╭─ Records shown

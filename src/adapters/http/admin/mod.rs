//! Admin publish endpoint.
//!
//! An administrator POSTs `{"zone": "...", "message": "..."}` and every
//! current member of the zone receives `message` as a text frame. There is
//! no authentication on this endpoint.

mod dto;
mod handlers;
mod routes;

pub use dto::PublishRequest;
pub use handlers::publish_message;
pub use routes::admin_router;
//! Zone names and parsing of the `zones` connection parameter.

use std::collections::BTreeSet;
use std::fmt;

/// Name of a broadcast zone.
///
/// Any string is accepted, including the empty string: an empty `zones`
/// parameter yields exactly one zone named `""`.
#[derive(Debug, Clone, PartialEq, Eq, Hash, PartialOrd, Ord)]
pub struct ZoneName(String);

impl ZoneName {
    pub fn new(name: impl Into<String>) -> Self {
        Self(name.into())
    }

    pub fn as_str(&self) -> &str {
        &self.0
    }

    pub fn is_empty(&self) -> bool {
        self.0.is_empty()
    }
}

impl fmt::Display for ZoneName {
    fn fmt(&self, f: &mut fmt::Formatter<'_>) -> fmt::Result {
        write!(f, "{}", self.0)
    }
}

impl From<&str> for ZoneName {
    fn from(s: &str) -> Self {
        Self(s.to_string())
    }
}

/// Set of zones a connection asked to join.
pub type ZoneSet = BTreeSet<ZoneName>;

/// Splits a comma-separated `zones` parameter into a zone set.
///
/// Splitting is literal: no trimming, and an absent or empty parameter
/// produces the single zone `""`. Repeated names collapse into one.
pub fn parse_zones(param: Option<&str>) -> ZoneSet {
    param.unwrap_or("").split(',').map(ZoneName::from).collect()
}
//! WebSocket upgrade handler for zone subscriptions.
//!
//! Handles the HTTP → WebSocket upgrade and hands the socket to the
//! session runner:
//! 1. Read `zones` and `uuid` from the query string
//! 2. Upgrade to WebSocket
//! 3. Split the socket into its outbound and inbound halves
//! 4. Run the session until the peer goes away

use std::sync::Arc;

use axum::{
    extract::{ws::WebSocket, Query, State, WebSocketUpgrade},
    response::Response,
    routing::get,
    Router,
};
use serde::Deserialize;

use crate::adapters::state::RelayState;
use crate::application::SessionRequest;
use crate::domain::parse_zones;

use super::connection::split_socket;

/// Query parameters accepted on the upgrade request.
#[derive(Debug, Clone, Default, Deserialize)]
pub struct ConnectQuery {
    /// Comma-separated zone names.
    pub zones: Option<String>,
    /// Identity from an earlier connection.
    pub uuid: Option<String>,
}

impl ConnectQuery {
    pub fn into_session_request(self) -> SessionRequest {
        SessionRequest {
            zones: parse_zones(self.zones.as_deref()),
            requested_identity: self.uuid,
        }
    }
}

/// Handle WebSocket upgrade requests.
///
/// Route: `GET /ws?zones=lobby,trade&uuid=...`
pub async fn ws_handler(
    ws: WebSocketUpgrade,
    Query(query): Query<ConnectQuery>,
    State(state): State<RelayState>,
) -> Response {
    let request = query.into_session_request();
    ws.on_upgrade(move |socket| handle_socket(socket, request, state))
}

/// Runs for the lifetime of one upgraded connection.
async fn handle_socket(socket: WebSocket, request: SessionRequest, state: RelayState) {
    let connection_id = state.registry.allocate_connection_id();
    let (connection, inbound) = split_socket(connection_id, socket);

    tracing::debug!(connection_id = %connection_id, "WebSocket connection established");

    let summary = state
        .sessions
        .run(request, Arc::new(connection), inbound)
        .await;

    tracing::debug!(
        connection_id = %summary.connection_id,
        identity = %summary.identity,
        state = %summary.final_state,
        "WebSocket session finished"
    );
}

/// Router for the WebSocket endpoint mounted at `path`.
pub fn websocket_router(path: &str) -> Router<RelayState> {
    Router::new().route(path, get(ws_handler))
}
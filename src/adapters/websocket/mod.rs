//! WebSocket adapter for zone subscribers.
//!
//! # Architecture
//!
//! ```text
//! GET /ws?zones=lobby,trade&uuid=U1
//!          │ upgrade
//!          ▼
//! ┌──────────────────────┐   split    ┌──────────────┐   shared with registry
//! │      WebSocket       │ ─────────► │ WsConnection │ ◄─── broadcast tasks
//! └──────────────────────┘            ├──────────────┤
//!                                     │  WsInbound   │ ◄─── session loop
//!                                     └──────────────┘
//! ```
//!
//! # Components
//!
//! - [`connection`] - Port implementations over an axum WebSocket
//! - [`handler`] - Axum upgrade handler and router

pub mod connection;
pub mod handler;

pub use connection::{split_socket, WsConnection, WsInbound};
pub use handler::{websocket_router, ws_handler, ConnectQuery};
//! Connection handles and the values that travel over a connection.

use std::fmt;
use std::sync::Arc;

/// Handle for one accepted connection.
///
/// Allocated from a monotonically increasing counter, so a reconnect under
/// the same identity always gets a different handle.
#[derive(Debug, Clone, Copy, PartialEq, Eq, Hash, PartialOrd, Ord)]
pub struct ConnectionId(u64);

impl ConnectionId {
    pub fn from_raw(raw: u64) -> Self {
        Self(raw)
    }
}

impl fmt::Display for ConnectionId {
    fn fmt(&self, f: &mut fmt::Formatter<'_>) -> fmt::Result {
        write!(f, "conn-{}", self.0)
    }
}

/// Immutable text payload shared by every delivery task of a publish.
#[derive(Debug, Clone, PartialEq, Eq)]
pub struct Payload(Arc<str>);

impl Payload {
    pub fn as_str(&self) -> &str {
        &self.0
    }

    pub fn len(&self) -> usize {
        self.0.len()
    }

    pub fn is_empty(&self) -> bool {
        self.0.is_empty()
    }
}

impl From<String> for Payload {
    fn from(s: String) -> Self {
        Self(s.into())
    }
}

impl From<&str> for Payload {
    fn from(s: &str) -> Self {
        Self(s.into())
    }
}

impl fmt::Display for Payload {
    fn fmt(&self, f: &mut fmt::Formatter<'_>) -> fmt::Result {
        f.write_str(&self.0)
    }
}

/// What a receive on the inbound half produced.
#[derive(Debug, Clone, PartialEq, Eq)]
pub enum Inbound {
    /// Application data from the peer. Observed, never routed.
    Message(Payload),
    /// The peer closed the stream in an orderly way.
    Closed,
}
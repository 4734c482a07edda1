//! HTTP adapters - admin publish and health endpoints, plus the composed relay router.

pub mod admin;
pub mod health;

use axum::Router;
use tower_http::trace::TraceLayer;

use crate::adapters::state::RelayState;
use crate::adapters::websocket::websocket_router;
use crate::config::RelayConfig;

pub use admin::{admin_router, publish_message, PublishRequest};
pub use health::{health, health_router, HealthResponse};

/// Builds the full relay router: subscriber upgrades, admin publishing and health.
pub fn relay_router(state: RelayState, config: &RelayConfig) -> Router {
    Router::new()
        .merge(websocket_router(&config.ws_path))
        .merge(admin_router(&config.publish_path))
        .merge(health_router(&config.health_path))
        .layer(TraceLayer::new_for_http())
        .with_state(state)
}
//! Ports - Interfaces between the relay core and the transport.
//!
//! The registry, broadcast engine and lifecycle loop only ever see these
//! traits; the WebSocket adapter implements them.
//!
//! - `Connection` - Shared outbound half with serialized writes
//! - `InboundStream` - Exclusive inbound half read by the lifecycle loop

mod connection;

pub use connection::{Connection, InboundStream};
//! Connection ports - the two halves of a client stream.
//!
//! A client stream is split on accept:
//!
//! - the outbound half ([`Connection`]) is shared by the registry and every
//!   delivery task, so it is `Send + Sync` and serializes its own writes;
//! - the inbound half ([`InboundStream`]) is owned by the connection's
//!   lifecycle loop and is the only place that reads.
//!
//! The WebSocket adapter implements both; tests use in-memory fakes.

use async_trait::async_trait;

use crate::domain::{ConnectionId, Inbound, Payload, ReceiveError, SendError};

/// Outbound half of a client connection.
///
/// Implementations must serialize concurrent `send` calls so that frames
/// from different publishes never interleave on the wire.
#[async_trait]
pub trait Connection: Send + Sync {
    /// Registry handle for this connection.
    fn id(&self) -> ConnectionId;

    /// Deliver one payload.
    ///
    /// Errors are scoped to this connection and must not be escalated.
    async fn send(&self, payload: Payload) -> Result<(), SendError>;

    /// Close the outbound stream. Safe to call more than once.
    async fn close(&self);
}

/// Inbound half of a client connection.
#[async_trait]
pub trait InboundStream: Send {
    /// Wait for the next inbound event.
    ///
    /// Orderly closure is `Ok(Inbound::Closed)`, not an error.
    async fn receive(&mut self) -> Result<Inbound, ReceiveError>;
}
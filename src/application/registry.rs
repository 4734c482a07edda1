//! Zone membership registry.
//!
//! Tracks which connections belong to which zones and which connection
//! currently speaks for each identity.
//!
//! # Layout
//!
//! ```text
//! zones:       "lobby" ─► { conn-1, conn-4 }     identities: U1 ─► conn-1
//!              "trade" ─► { conn-1 }                         U2 ─► conn-4
//!
//! connections: conn-1 ─► (U1, {lobby, trade})
//!              conn-4 ─► (U2, {lobby})
//! ```
//!
//! The `connections` reverse index lets a reconnect evict the previous
//! connection from its zones without scanning every zone.
//!
//! # Invariants
//!
//! - Every identity maps to a connection that has not been deregistered.
//! - A reconnecting identity's previous connection leaves all zones before
//!   the new connection is added anywhere.
//! - A zone exists only while it has at least one member.
//! - Every mutation and every snapshot happens under one lock, and no I/O
//!   is performed while it is held.

use std::collections::{BTreeMap, HashMap, HashSet};
use std::sync::atomic::{AtomicU64, Ordering};
use std::sync::Arc;

use tokio::sync::Mutex;

use crate::domain::{ConnectionId, Identity, ZoneName, ZoneSet};
use crate::ports::Connection;

/// Registry counters for monitoring.
#[derive(Debug, Clone, Copy, Default, PartialEq, Eq)]
pub struct RegistryStats {
    /// Zones with at least one member.
    pub zones: usize,
    /// Identities with a registered connection.
    pub identities: usize,
    /// Registered connections.
    pub connections: usize,
}

/// What a `join` changed besides adding the new connection.
#[derive(Debug, Clone, Default, PartialEq, Eq)]
pub struct JoinOutcome {
    /// Connection previously registered for the same identity, now removed
    /// from every zone.
    pub displaced: Option<ConnectionId>,
    /// Zones that disappeared because the displaced connection was their
    /// last member.
    pub pruned_zones: Vec<ZoneName>,
}

struct Registration {
    identity: Identity,
    zones: HashSet<ZoneName>,
}

#[derive(Default)]
struct RegistryState {
    zones: HashMap<ZoneName, BTreeMap<ConnectionId, Arc<dyn Connection>>>,
    identities: HashMap<Identity, ConnectionId>,
    connections: HashMap<ConnectionId, Registration>,
}

impl RegistryState {
    /// Removes `connection_id` from `zone`, dropping the zone when it
    /// becomes empty. Returns true if the zone was dropped.
    fn remove_member(&mut self, zone: &ZoneName, connection_id: ConnectionId) -> bool {
        let Some(members) = self.zones.get_mut(zone) else {
            return false;
        };
        if members.remove(&connection_id).is_none() {
            return false;
        }
        if members.is_empty() {
            self.zones.remove(zone);
            return true;
        }
        false
    }

    /// Removes a connection from every zone it joined and releases its
    /// identity if the identity still points at it.
    fn evict(&mut self, connection_id: ConnectionId) -> Vec<ZoneName> {
        let Some(registration) = self.connections.remove(&connection_id) else {
            return Vec::new();
        };
        if self.identities.get(&registration.identity) == Some(&connection_id) {
            self.identities.remove(&registration.identity);
        }
        let mut pruned = Vec::new();
        for zone in registration.zones {
            if self.remove_member(&zone, connection_id) {
                pruned.push(zone);
            }
        }
        pruned
    }
}

/// Process-wide membership store.
///
/// Construct one per process and share it by `Arc`.
pub struct ZoneRegistry {
    state: Mutex<RegistryState>,
    next_connection_id: AtomicU64,
}

impl ZoneRegistry {
    pub fn new() -> Self {
        Self {
            state: Mutex::new(RegistryState::default()),
            next_connection_id: AtomicU64::new(1),
        }
    }

    /// Hands out the handle for a newly accepted connection.
    pub fn allocate_connection_id(&self) -> ConnectionId {
        ConnectionId::from_raw(self.next_connection_id.fetch_add(1, Ordering::Relaxed))
    }

    /// Registers `connection` for `identity` in every zone of `zones`.
    ///
    /// Any connection already registered for `identity` is first removed
    /// from all of its zones. The displaced connection itself is left open;
    /// it simply stops receiving broadcasts.
    pub async fn join(
        &self,
        identity: &Identity,
        connection: Arc<dyn Connection>,
        zones: &ZoneSet,
    ) -> JoinOutcome {
        let connection_id = connection.id();
        let mut state = self.state.lock().await;

        let mut outcome = JoinOutcome::default();
        if let Some(previous) = state.identities.get(identity).copied() {
            outcome.pruned_zones = state.evict(previous);
            outcome.displaced = Some(previous);
        }
        // A connection joins once per session; re-joining the same handle
        // replaces its previous zone set.
        if outcome.displaced != Some(connection_id) {
            outcome.pruned_zones.extend(state.evict(connection_id));
        }

        state.identities.insert(identity.clone(), connection_id);
        for zone in zones {
            state
                .zones
                .entry(zone.clone())
                .or_default()
                .insert(connection_id, Arc::clone(&connection));
        }
        state.connections.insert(
            connection_id,
            Registration {
                identity: identity.clone(),
                zones: zones.iter().cloned().collect(),
            },
        );

        outcome
    }

    /// Removes `connection_id` from `zones` and releases `identity` if it
    /// still points at this connection.
    ///
    /// Returns the zones that were dropped because they became empty.
    pub async fn leave(
        &self,
        identity: &Identity,
        connection_id: ConnectionId,
        zones: &ZoneSet,
    ) -> Vec<ZoneName> {
        let mut state = self.state.lock().await;

        let mut pruned = Vec::new();
        for zone in zones {
            if state.remove_member(zone, connection_id) {
                pruned.push(zone.clone());
            }
        }

        // A displaced connection has no reverse entry left to update.
        let drained = match state.connections.get_mut(&connection_id) {
            Some(registration) => {
                registration.zones.retain(|z| !zones.contains(z));
                registration.zones.is_empty()
            }
            None => false,
        };
        if drained {
            state.connections.remove(&connection_id);
        }

        if state.identities.get(identity) == Some(&connection_id) {
            state.identities.remove(identity);
            // Zones the caller did not list must not keep a released
            // connection around.
            pruned.extend(state.evict(connection_id));
        }

        pruned
    }

    /// Point-in-time copy of a zone's members.
    ///
    /// Empty if the zone does not exist. The lock is released before the
    /// copy is returned, so callers may do slow I/O with it.
    pub async fn snapshot_members(&self, zone: &ZoneName) -> Vec<Arc<dyn Connection>> {
        let state = self.state.lock().await;
        state
            .zones
            .get(zone)
            .map(|members| members.values().cloned().collect())
            .unwrap_or_default()
    }

    /// Handles of a zone's current members, in allocation order.
    pub async fn member_ids(&self, zone: &ZoneName) -> Vec<ConnectionId> {
        let state = self.state.lock().await;
        state
            .zones
            .get(zone)
            .map(|members| members.keys().copied().collect())
            .unwrap_or_default()
    }

    /// Zones a connection is currently a member of.
    pub async fn zones_of(&self, connection_id: ConnectionId) -> ZoneSet {
        let state = self.state.lock().await;
        state
            .connections
            .get(&connection_id)
            .map(|r| r.zones.iter().cloned().collect())
            .unwrap_or_default()
    }

    /// Connection currently registered for an identity.
    pub async fn connection_for(&self, identity: &Identity) -> Option<ConnectionId> {
        self.state.lock().await.identities.get(identity).copied()
    }

    /// Names of all zones that currently have members.
    pub async fn zone_names(&self) -> Vec<ZoneName> {
        let state = self.state.lock().await;
        let mut names: Vec<ZoneName> = state.zones.keys().cloned().collect();
        names.sort();
        names
    }

    pub async fn stats(&self) -> RegistryStats {
        let state = self.state.lock().await;
        RegistryStats {
            zones: state.zones.len(),
            identities: state.identities.len(),
            connections: state.connections.len(),
        }
    }
}

impl Default for ZoneRegistry {
    fn default() -> Self {
        Self::new()
    }
}
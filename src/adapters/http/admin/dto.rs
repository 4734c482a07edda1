//! HTTP DTOs for the admin publish endpoint.

use serde::Deserialize;

use crate::domain::{Payload, ZoneName};

/// Body of a publish request.
///
/// Missing fields default to the empty string and unknown fields are
/// ignored.
#[derive(Debug, Clone, Default, Deserialize)]
pub struct PublishRequest {
    #[serde(default)]
    pub zone: String,
    #[serde(default)]
    pub message: String,
}

impl PublishRequest {
    pub fn into_parts(self) -> (ZoneName, Payload) {
        (ZoneName::new(self.zone), Payload::from(self.message))
    }
}

/// Plain-text confirmation returned after dispatch.
pub fn confirmation(zone: &ZoneName) -> String {
    format!("Message sent to zone {}", zone)
}

#[cfg(test)]
mod tests {
    use super::*;
    use serde_json::json;

    #[test]
    fn publish_request_deserializes() {
        let req: PublishRequest =
            serde_json::from_value(json!({"zone": "lobby", "message": "hi"})).unwrap();
        let (zone, payload) = req.into_parts();

        assert_eq!(zone, ZoneName::from("lobby"));
        assert_eq!(payload.as_str(), "hi");
    }

    #[test]
    fn missing_fields_default_to_empty() {
        let req: PublishRequest = serde_json::from_value(json!({"message": "hi"})).unwrap();

        assert_eq!(req.zone, "");
        assert_eq!(req.message, "hi");
    }

    #[test]
    fn unknown_fields_are_ignored() {
        let req: PublishRequest =
            serde_json::from_value(json!({"zone": "a", "message": "b", "priority": 9})).unwrap();

        assert_eq!(req.zone, "a");
    }

    #[test]
    fn wrong_field_type_is_rejected() {
        let result: Result<PublishRequest, _> =
            serde_json::from_value(json!({"zone": 1, "message": "b"}));

        assert!(result.is_err());
    }

    #[test]
    fn confirmation_names_the_zone() {
        assert_eq!(confirmation(&"lobby".into()), "Message sent to zone lobby");
        assert_eq!(confirmation(&"".into()), "Message sent to zone ");
    }
}
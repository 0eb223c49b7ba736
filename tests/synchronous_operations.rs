//! Retrying synchronous work through `futures::future::ready`

use futures::future::{ready, Ready};
use rebound::testing::FixedBackoff;
use rebound::{assert_attempts, assert_stopped, retry, retry_with, RetryOptions, StopReason};
use std::cell::Cell;

#[derive(Debug, PartialEq)]
enum ParseError {
    Truncated,
    Invalid,
}

fn parse(input: &str) -> Result<u32, ParseError> {
    if input.ends_with(';') {
        input.trim_end_matches(';').parse().map_err(|_| ParseError::Invalid)
    } else {
        Err(ParseError::Truncated)
    }
}

#[test]
fn sync_operation_retries_until_input_complete() {
    let reads = ["4", "42", "42;"];

    let result = futures::executor::block_on(retry(
        |attempt| ready(parse(reads[attempt as usize - 1])),
        FixedBackoff::immediate(5),
    ));

    assert_eq!(result, Ok(42));
}

#[tokio::test]
async fn sync_operation_stops_on_invalid_input() {
    let calls = Cell::new(0);

    let op = |_: u32| -> Ready<Result<u32, ParseError>> {
        calls.set(calls.get() + 1);
        ready(parse("abc;"))
    };

    let result = retry_with(
        op,
        FixedBackoff::immediate(5),
        RetryOptions::<ParseError>::new().unrecoverable_if(|e| *e == ParseError::Invalid),
    )
    .await;

    assert_eq!(calls.get(), 1);
    assert_stopped!(result, StopReason::Unrecoverable);
}

#[tokio::test]
async fn sync_operation_exhausts_budget() {
    let result = retry(|_| ready(parse("1")), FixedBackoff::immediate(3)).await;
    assert_attempts!(result, 4);
}
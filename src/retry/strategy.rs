//! The backoff strategy capability consumed by the orchestrator.

use std::sync::Arc;
use std::time::Duration;

/// A policy deciding how many retries are allowed and how long to wait
/// before each one.
///
/// Strategies are plain values: the orchestrator only reads from them, so
/// any implementation can be swapped in without touching the retry loop.
/// Pass `&strategy` or an `Arc` to share one configured strategy across
/// many calls, or `MyStrategy::default()` for a one-off.
///
/// # Examples
///
/// ```rust
/// use rebound::BackoffStrategy;
/// use std::time::Duration;
///
/// /// Waits 50ms, 100ms, 150ms, ...
/// struct Linear;
///
/// impl BackoffStrategy for Linear {
///     fn max_retries(&self) -> u32 {
///         4
///     }
///
///     fn next_delay(&self, retry_count: u32) -> Duration {
///         Duration::from_millis(50) * retry_count
///     }
/// }
///
/// assert_eq!(Linear.next_delay(1), Duration::from_millis(50));
/// assert_eq!(Linear.next_delay(3), Duration::from_millis(150));
/// ```
pub trait BackoffStrategy {
    /// Maximum number of retries after the initial attempt.
    ///
    /// `max_retries() == 3` means up to 4 invocations in total. Zero means
    /// the operation runs exactly once.
    fn max_retries(&self) -> u32;

    /// Delay before the next attempt.
    ///
    /// `retry_count` is the number of failures observed so far, so it is `1`
    /// before the first retry. The orchestrator multiplies the result by the
    /// configured scale factor; a zero delay retries without pausing.
    fn next_delay(&self, retry_count: u32) -> Duration;
}

impl<S: BackoffStrategy + ?Sized> BackoffStrategy for &S {
    fn max_retries(&self) -> u32 {
        (**self).max_retries()
    }

    fn next_delay(&self, retry_count: u32) -> Duration {
        (**self).next_delay(retry_count)
    }
}

impl<S: BackoffStrategy + ?Sized> BackoffStrategy for Box<S> {
    fn max_retries(&self) -> u32 {
        (**self).max_retries()
    }

    fn next_delay(&self, retry_count: u32) -> Duration {
        (**self).next_delay(retry_count)
    }
}

impl<S: BackoffStrategy + ?Sized> BackoffStrategy for Arc<S> {
    fn max_retries(&self) -> u32 {
        (**self).max_retries()
    }

    fn next_delay(&self, retry_count: u32) -> Duration {
        (**self).next_delay(retry_count)
    }
}

/// Scale a strategy delay, saturating at `Duration::MAX`.
pub(crate) fn scale_delay(delay: Duration, scale_factor: f64) -> Duration {
    if scale_factor == 1.0 {
        return delay;
    }
    Duration::try_from_secs_f64(delay.as_secs_f64() * scale_factor).unwrap_or(Duration::MAX)
}
//! Testing utilities for code built on the retry orchestrator.
//!
//! Real backoff curves belong to the caller, so this module only ships
//! predictable strategies for tests, plus assertion macros for retry results.
//!
//! # Examples
//!
//! ## Recording what the orchestrator asked for
//!
//! ```rust
//! use rebound::retry;
//! use rebound::testing::RecordingBackoff;
//! use std::time::Duration;
//!
//! # tokio_test::block_on(async {
//! let backoff = RecordingBackoff::new(3, Duration::ZERO);
//!
//! let _ = retry(|_| async { Err::<(), _>("nope") }, &backoff).await;
//!
//! // one delay lookup per retry, counted from 1
//! assert_eq!(backoff.requested(), vec![1, 2, 3]);
//! # });
//! ```
//!
//! ## Assertion Macros
//!
//! ```rust
//! use rebound::{assert_stopped, retry, StopReason};
//! use rebound::testing::FixedBackoff;
//!
//! # tokio_test::block_on(async {
//! let result = retry(|_| async { Err::<(), _>("nope") }, FixedBackoff::immediate(0)).await;
//! assert_stopped!(result, StopReason::Exhausted);
//! # });
//! ```

use std::sync::Mutex;
use std::time::Duration;

use crate::retry::BackoffStrategy;

/// A strategy with a fixed budget and the same delay before every retry.
///
/// `FixedBackoff::default()` allows three immediate retries.
#[derive(Debug, Clone, Copy, PartialEq, Eq)]
pub struct FixedBackoff {
    max_retries: u32,
    delay: Duration,
}

impl FixedBackoff {
    /// Allow `max_retries` retries, waiting `delay` before each.
    pub fn new(max_retries: u32, delay: Duration) -> Self {
        Self { max_retries, delay }
    }

    /// Allow `max_retries` retries with no delay.
    pub fn immediate(max_retries: u32) -> Self {
        Self::new(max_retries, Duration::ZERO)
    }
}

impl Default for FixedBackoff {
    fn default() -> Self {
        Self::immediate(3)
    }
}

impl BackoffStrategy for FixedBackoff {
    fn max_retries(&self) -> u32 {
        self.max_retries
    }

    fn next_delay(&self, _retry_count: u32) -> Duration {
        self.delay
    }
}

/// A [`FixedBackoff`] that remembers every `retry_count` it was asked about.
///
/// Pass it by reference so the log can be inspected after the retry finishes.
#[derive(Debug)]
pub struct RecordingBackoff {
    inner: FixedBackoff,
    requested: Mutex<Vec<u32>>,
}

impl RecordingBackoff {
    /// Allow `max_retries` retries, waiting `delay` before each.
    pub fn new(max_retries: u32, delay: Duration) -> Self {
        Self {
            inner: FixedBackoff::new(max_retries, delay),
            requested: Mutex::new(Vec::new()),
        }
    }

    /// The `retry_count` values passed to `next_delay`, in call order.
    pub fn requested(&self) -> Vec<u32> {
        match self.requested.lock() {
            Ok(log) => log.clone(),
            Err(poisoned) => poisoned.into_inner().clone(),
        }
    }
}

impl BackoffStrategy for RecordingBackoff {
    fn max_retries(&self) -> u32 {
        self.inner.max_retries()
    }

    fn next_delay(&self, retry_count: u32) -> Duration {
        match self.requested.lock() {
            Ok(mut log) => log.push(retry_count),
            Err(poisoned) => poisoned.into_inner().push(retry_count),
        }
        self.inner.next_delay(retry_count)
    }
}

/// Assert that a retry stopped for the given [`StopReason`](crate::StopReason).
///
/// Panics if the result is a success, a configuration error, a cancellation,
/// or a failure with a different reason.
#[macro_export]
macro_rules! assert_stopped {
    ($result:expr, $reason:expr) => {
        match $result {
            Err($crate::RetryError::Failed(failure)) => {
                assert_eq!(
                    failure.reason, $reason,
                    "Expected retry to stop with {:?}, stopped with {:?}",
                    $reason, failure.reason
                );
            }
            Err(other) => panic!("Expected operation failure, got {:?}", other),
            Ok(v) => panic!("Expected operation failure, got Ok({:?})", v),
        }
    };
}

/// Assert that a retry call made exactly `n` attempts before failing.
///
/// ```rust
/// use rebound::{assert_attempts, retry};
/// use rebound::testing::FixedBackoff;
///
/// # tokio_test::block_on(async {
/// let result = retry(|_| async { Err::<(), _>("nope") }, FixedBackoff::immediate(2)).await;
/// assert_attempts!(result, 3);
/// # });
/// ```
#[macro_export]
macro_rules! assert_attempts {
    ($result:expr, $n:expr) => {
        match $result {
            Err($crate::RetryError::Failed(failure)) => assert_eq!(failure.attempts, $n),
            Err(other) => panic!("Expected operation failure, got {:?}", other),
            Ok(v) => panic!("Expected operation failure, got Ok({:?})", v),
        }
    };
}
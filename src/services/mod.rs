pub mod completion_client;
pub mod maps_client;
pub mod weather_client;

╰─

Your goal> Check each line of the data above for the word "super" and copy the ones where it is found.

Finished exercise>
use super::connection::split_socket;
    use super::*;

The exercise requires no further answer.